# Diagrama o manual de servicio de UPS Kin-625ap



## Edediaz (Sep 2, 2015)

Saludo a todos estoy buscando el manual de servicio o el esquema de la UPS Model: kin-625ap.


----------



## KareDany (Feb 25, 2016)

Saludos

Acá te adjunto Esquema UPS KIN-625

KareDany


----------



## Edediaz (Feb 29, 2016)

Gracias por la informacion amigo.


----------



## Edediaz (Feb 29, 2016)

OK muchas gracias por todo.


----------



## KareDany (Mar 8, 2016)

Por nada hermano.

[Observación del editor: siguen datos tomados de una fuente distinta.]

//! Wiring of the node collaborators used by every command

use std::sync::Arc;

use anyhow::{Context, Result};

use netd_cluster::PeerNotifier;
use netd_network_core::{DaemonContext, NetworkPaths};
use netd_network_drivers::{DriverFactory, NetworkRegistry};
use netd_network_store::FileStore;

use crate::config::DaemonConfig;

pub struct CliContext {
    pub config: DaemonConfig,
    pub store: Arc<FileStore>,
    pub notifier: Arc<PeerNotifier>,
    pub registry: Arc<NetworkRegistry>,
}

impl CliContext {
    /// Build the store, notifier and registry for `config` and load the
    /// persisted networks.
    pub async fn bootstrap(config: DaemonConfig) -> Result<Arc<Self>> {
        let store = Arc::new(FileStore::new(config.store_path(), &config.node_name));
        let notifier = Arc::new(PeerNotifier::new(&config.node_name, config.notify_policy));

        let daemon = DaemonContext::new(
            &config.node_name,
            NetworkPaths::new(config.var_dir.clone()),
            store.clone(),
            notifier.clone(),
        )
        .with_usage_sources(store.clone(), store.clone())
        .with_node_specific_keys(config.node_specific_keys.clone());

        let registry = Arc::new(NetworkRegistry::new(
            Arc::new(daemon),
            Arc::new(DriverFactory::new()),
        ));
        registry
            .load()
            .await
            .with_context(|| format!("Failed to load networks on {}", config.node_name))?;

        log::debug!(
            "Bootstrapped node {} (store {}, policy {})",
            config.node_name,
            store.base_path().display(),
            config.notify_policy
        );

        Ok(Arc::new(Self {
            config,
            store,
            notifier,
            registry,
        }))
    }
}
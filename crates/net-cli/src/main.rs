//! netd network CLI (netctl)

use std::path::PathBuf;

use anyhow::Result;
use clap::{Parser, Subcommand};
use netctl::commands::{EditCommand, OutputFormat, ShowCommand};
use netctl::config::DaemonConfig;
use netctl::context::CliContext;

#[derive(Parser)]
#[command(name = "netctl")]
#[command(about = "netd network management CLI")]
#[command(version)]
#[command(long_about = "
netd network management CLI

Manages the networks of a netd node. Updates are propagated to the other
cluster members unless restricted to a single node with --target.
Configuration is read from /etc/netd/netd.toml and NETD_* environment
variables.

Examples:
  netctl list                                      # List networks
  netctl show lxdbr0 --format json                 # Show one network as JSON
  netctl create lxdbr0 ipv4.address=10.0.0.1/24    # Create a bridge
  netctl create mv0 -t macvlan parent=eth0         # Create a macvlan network
  netctl set lxdbr0 ipv4.dhcp.ranges=10.0.0.10-10.0.0.50
  netctl set lxdbr0 --unset ipv6.address           # Remove a key
  netctl set lxdbr0 parent=eth1 --target node2     # Change one member only
  netctl rename lxdbr0 lxdbr1                      # Rename an unused network
  netctl delete lxdbr1                             # Delete an unused network
  netctl used lxdbr0                               # Check for references
")]
struct Cli {
    /// Enable verbose output
    #[arg(short, long, global = true)]
    verbose: bool,

    /// Enable debug output
    #[arg(short, long, global = true)]
    debug: bool,

    /// Suppress all output except errors
    #[arg(short, long, global = true)]
    quiet: bool,

    /// Configuration file
    #[arg(short, long, global = true)]
    config: Option<PathBuf>,

    #[command(subcommand)]
    command: Commands,
}

#[derive(Subcommand)]
enum Commands {
    /// List networks
    List {
        /// Output format
        #[arg(short, long, value_enum, default_value_t = OutputFormat::Text)]
        format: OutputFormat,
    },

    /// Show a network
    Show {
        /// Network name
        name: String,

        /// Output format
        #[arg(short, long, value_enum, default_value_t = OutputFormat::Text)]
        format: OutputFormat,
    },

    /// Create a network
    Create {
        /// Network name
        name: String,

        /// Config entries as key=value
        entries: Vec<String>,

        /// Network type
        #[arg(short = 't', long = "type", default_value = "bridge")]
        driver: String,

        /// Description
        #[arg(long)]
        description: Option<String>,
    },

    /// Change network config
    Set {
        /// Network name
        name: String,

        /// Config entries as key=value
        entries: Vec<String>,

        /// Config keys to remove
        #[arg(long)]
        unset: Vec<String>,

        /// New description
        #[arg(long)]
        description: Option<String>,

        /// Apply on this cluster member only
        #[arg(long)]
        target: Option<String>,
    },

    /// Rename a network
    Rename {
        /// Current name
        name: String,

        /// New name
        new_name: String,
    },

    /// Delete a network
    Delete {
        /// Network name
        name: String,
    },

    /// Check whether a network is referenced
    Used {
        /// Network name
        name: String,

        /// Output format
        #[arg(short, long, value_enum, default_value_t = OutputFormat::Text)]
        format: OutputFormat,
    },
}

fn load_config(path: Option<&PathBuf>) -> Result<DaemonConfig> {
    let config = match path {
        Some(path) => DaemonConfig::load_from_file(path)?,
        None => DaemonConfig::load_with_defaults()?,
    };
    Ok(config)
}

#[tokio::main]
async fn main() -> Result<()> {
    let Cli {
        verbose,
        debug,
        quiet,
        config,
        command,
    } = Cli::parse();

    // Initialize logging
    let log_level = if debug {
        "debug"
    } else if verbose {
        "info"
    } else if quiet {
        "error"
    } else {
        "warn"
    };

    env_logger::Builder::from_env(env_logger::Env::default().default_filter_or(log_level)).init();

    let result = async move {
        let config = load_config(config.as_ref())?;
        let context = CliContext::bootstrap(config).await?;

        match command {
            Commands::List { format } => ShowCommand::new(context).list(format).await,
            Commands::Show { name, format } => ShowCommand::new(context).show(&name, format).await,
            Commands::Used { name, format } => ShowCommand::new(context).used(&name, format).await,
            Commands::Create {
                name,
                entries,
                driver,
                description,
            } => {
                EditCommand::new(context)
                    .create(&name, &driver, description, &entries)
                    .await
            }
            Commands::Set {
                name,
                entries,
                unset,
                description,
                target,
            } => {
                EditCommand::new(context)
                    .set(&name, &entries, &unset, description, target.as_deref())
                    .await
            }
            Commands::Rename { name, new_name } => {
                EditCommand::new(context).rename(&name, &new_name).await
            }
            Commands::Delete { name } => EditCommand::new(context).delete(&name).await,
        }
    }
    .await;

    // Handle errors with appropriate exit codes
    match result {
        Ok(output) => {
            if !quiet {
                println!("{}", output);
            }
            std::process::exit(0);
        }
        Err(e) => {
            eprintln!("Error: {}", e);

            // Print error chain if in verbose mode
            if verbose || debug {
                for cause in e.chain().skip(1) {
                    eprintln!("  Caused by: {}", cause);
                }
            }
            std::process::exit(1);
        }
    }
}
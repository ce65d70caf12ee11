//! Network driver abstraction

use async_trait::async_trait;

use netd_shared_types::{ClusterHeartbeat, NetworkCreate, NetworkPut, NetworkRecord};

use crate::common::{ConfigDiff, MutationOrigin, NetworkCommon};
use crate::error::NetworkError;
use crate::validate::ValidationRules;
use crate::{ConfigMap, Result};

/// A network managed by one driver.
///
/// Drivers embed a [`NetworkCommon`] and supply their rules and lifecycle
/// hooks. The provided methods route the shared mutations through it.
#[async_trait]
pub trait Network: Send + Sync {
    fn common(&self) -> &NetworkCommon;

    /// Per-key rules for this driver's config.
    fn validation_rules(&self) -> ValidationRules;

    /// Cross-key checks run after the per-key rules passed.
    fn validate_driver(&self, _config: &ConfigMap) -> Result<()> {
        Ok(())
    }

    fn validate(&self, config: &ConfigMap) -> Result<()> {
        self.common().validate(config, self.validation_rules())?;
        self.validate_driver(config)
    }

    /// Fill in defaults on a create request before it is validated.
    fn fill_config(&self, _req: &mut NetworkCreate) -> Result<()> {
        Ok(())
    }

    /// Bring the network up on this node.
    async fn start(&self) -> Result<()>;

    /// Take the network down on this node.
    async fn stop(&self) -> Result<()>;

    /// React to a config change already applied in memory.
    async fn apply_changes(&self, _diff: &ConfigDiff) -> Result<()> {
        Ok(())
    }

    /// Validate and apply `put`.
    ///
    /// Nothing happens when `put` matches the current description and
    /// config. If anything after validation fails the previous values are
    /// applied again the same way, so members and store follow the rollback.
    /// The network stays locked from the comparison to the end of the
    /// rollback.
    async fn update(
        &self,
        put: NetworkPut,
        target_node: Option<&str>,
        origin: MutationOrigin,
    ) -> Result<()> {
        let common = self.common();
        let guard = common.lock_mutations().await;

        self.validate(&put.config)?;
        let diff = common.config_changed(&put);
        if !diff.changed {
            return Ok(());
        }

        let result = match common.update_locked(&guard, put, target_node, origin).await {
            Ok(()) => self.apply_changes(&diff).await,
            // Rejected before anything was applied.
            Err(err) if err.is_validation() || matches!(err, NetworkError::Deleted { .. }) => {
                return Err(err);
            }
            Err(err) => Err(err),
        };

        if let Err(err) = result {
            let log = common.log();
            log.warn(format_args!("Update failed, reverting: {}", err));
            if let Err(revert) = common
                .update_locked(&guard, diff.previous, target_node, origin)
                .await
            {
                log.error(format_args!("Failed to revert update: {}", revert));
            }
            return Err(err);
        }

        Ok(())
    }

    async fn rename(&self, new_name: &str, origin: MutationOrigin) -> Result<()> {
        self.common().rename(new_name, origin).await
    }

    async fn delete(&self, origin: MutationOrigin) -> Result<()> {
        self.common().delete(origin).await
    }

    async fn is_used(&self) -> Result<bool> {
        self.common().is_used().await
    }

    fn handle_heartbeat(&self, heartbeat: &ClusterHeartbeat) -> Result<()> {
        self.common().handle_heartbeat(heartbeat)
    }

    fn name(&self) -> String {
        self.common().name()
    }

    fn driver_kind(&self) -> String {
        self.common().driver()
    }

    fn record(&self) -> NetworkRecord {
        self.common().record()
    }
}
pub mod cluster;
pub mod error;
pub mod instance;
pub mod network;

pub use cluster::{ClusterHeartbeat, ClusterMember, PeerRequest};
pub use error::SharedTypeError;
pub use instance::{Device, DeviceMap, InstanceRef, ProfileRef};
pub use network::{ConfigMap, NetworkCreate, NetworkPut, NetworkRecord, NetworkStatus};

Deseo te pueda ser útil el esquema subido para que puedas solucionar la rotura del back-up.

Saludos:

KareDany.


----------



## Montoto (May 13, 2021)

Como quitarle Greenpower a mi UPS Centella Kin-625A


----------



## Fropa (Dic 15, 2021)

Montoto dijo:


> Como quitarle Greenpower a mi UPS Centella Kin-625A


*¿ P*udiste quitarle el green power a tu UPS?*,* quiero hacerle lo mismo al mio es el mismo


----------



## Frankmep (May 18, 2022)

Alguien a podido bajar el disparo de la ups kin 625a de 11 volt a menos....para configuracion li ion?


----------